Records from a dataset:

———

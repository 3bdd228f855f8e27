// SPDX-FileCopyrightText: Copyright © 2020-2025 Serpent OS Developers
//
// SPDX-License-Identifier: MPL-2.0

//! Build submission through `copr-cli`

use std::{
    ffi::OsStr,
    path::{Path, PathBuf},
    sync::LazyLock,
};

use regex::Regex;
use thiserror::Error;

use crate::{srpm, tool};

static BUILD_ID: LazyLock<Regex> = LazyLock::new(|| Regex::new(r"Created builds: (\d+)").expect("valid regex"));

#[derive(Debug, Clone)]
pub struct Submission {
    /// Absent when copr-cli output doesn't report one
    pub build_id: Option<u64>,
    pub output: String,
}

/// Queue source `package` for building in `project` (`owner/name`)
/// through `program`, normally `copr-cli`
///
/// Without `nowait` copr-cli follows the build until it finishes.
pub async fn submit(program: &str, project: &str, package: &Path, nowait: bool) -> Result<Submission, Error> {
    let package = PathBuf::from(srpm::strip_wrote(&package.to_string_lossy()));

    let mut args = vec![OsStr::new("build")];
    if nowait {
        args.push(OsStr::new("--nowait"));
    }
    args.extend([OsStr::new(project), package.as_os_str()]);

    let output = tool::run(program, args).await?;

    Ok(Submission {
        build_id: build_id(&output.stdout),
        output: output.stdout,
    })
}

pub fn build_id(output: &str) -> Option<u64> {
    BUILD_ID.captures(output)?.get(1)?.as_str().parse().ok()
}

/// Frontend page tracking build `id`
pub fn status_url(frontend: &str, id: u64) -> String {
    format!("{}/coprs/build/{id}/", frontend.trim_end_matches('/'))
}

#[derive(Debug, Error)]
pub enum Error {
    #[error("copr-cli")]
    Submit(#[from] tool::Error),
}

#[cfg(test)]
mod test {
    use super::*;
    use crate::tool::stand_in;

    /// copr-cli stand-in recording its arguments to `args`
    fn copr_cli(dir: &Path) -> String {
        let args = dir.join("args");
        stand_in(
            dir,
            "copr-cli",
            &format!(
                r#"printf '%s\n' "$@" > {args:?}
echo "Created builds: 42""#
            ),
        )
    }

    #[tokio::test]
    async fn submits_without_waiting() {
        let dir = tempfile::tempdir().unwrap();
        let program = copr_cli(dir.path());

        let submission = submit(
            &program,
            "owner/zen-browser",
            Path::new("Wrote: /build/SRPMS/zen-browser-1.12.3b-1.fc41.src.rpm"),
            true,
        )
        .await
        .unwrap();

        assert_eq!(submission.build_id, Some(42));
        assert_eq!(
            std::fs::read_to_string(dir.path().join("args")).unwrap(),
            "build\n--nowait\nowner/zen-browser\n/build/SRPMS/zen-browser-1.12.3b-1.fc41.src.rpm\n"
        );
    }

    #[tokio::test]
    async fn waits_by_default() {
        let dir = tempfile::tempdir().unwrap();
        let program = copr_cli(dir.path());

        submit(&program, "owner/zen-browser", Path::new("/build/zen.src.rpm"), false)
            .await
            .unwrap();

        assert_eq!(
            std::fs::read_to_string(dir.path().join("args")).unwrap(),
            "build\nowner/zen-browser\n/build/zen.src.rpm\n"
        );
    }

    #[tokio::test]
    async fn rejected_submission_is_an_error() {
        let dir = tempfile::tempdir().unwrap();
        let program = stand_in(dir.path(), "copr-cli", "echo 'Error: not logged in' >&2; exit 1");

        let error = submit(&program, "owner/zen-browser", Path::new("/build/zen.src.rpm"), true)
            .await
            .unwrap_err();

        assert!(matches!(
            error,
            Error::Submit(tool::Error::Failed { ref stderr, .. }) if stderr == "Error: not logged in\n"
        ));
    }

    #[tokio::test]
    async fn missing_build_id_is_not_an_error() {
        let dir = tempfile::tempdir().unwrap();
        let program = stand_in(dir.path(), "copr-cli", "echo queued");

        let submission = submit(&program, "owner/zen-browser", Path::new("/build/zen.src.rpm"), true)
            .await
            .unwrap();

        assert_eq!(submission.build_id, None);
        assert_eq!(submission.output, "queued\n");
    }

    #[test]
    fn parses_build_id() {
        let output = "Uploading package zen-browser-1.12.3b-1.fc41.src.rpm\n\
                      100% |################################| 88.0 MB  12.1 MB/s eta 0:00:00\n\
                      Build was added to zen-browser:\n  \
                      https://copr.fedorainfracloud.org/coprs/build/8712345\n\
                      Created builds: 8712345\n";

        assert_eq!(build_id(output), Some(8_712_345));
        assert_eq!(build_id("Error: project not found\n"), None);
    }

    #[test]
    fn status_url_format() {
        assert_eq!(
            status_url("https://copr.fedorainfracloud.org/", 42),
            "https://copr.fedorainfracloud.org/coprs/build/42/"
        );
    }
}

———

■ Task prompt: Filter the records above and copy every line that contains the word "Created".

■ Answer below:
static BUILD_ID: LazyLock<Regex> = LazyLock::new(|| Regex::new(r"Created builds: (\d+)").expect("valid regex"));
echo "Created builds: 42""#
                      Created builds: 8712345\n";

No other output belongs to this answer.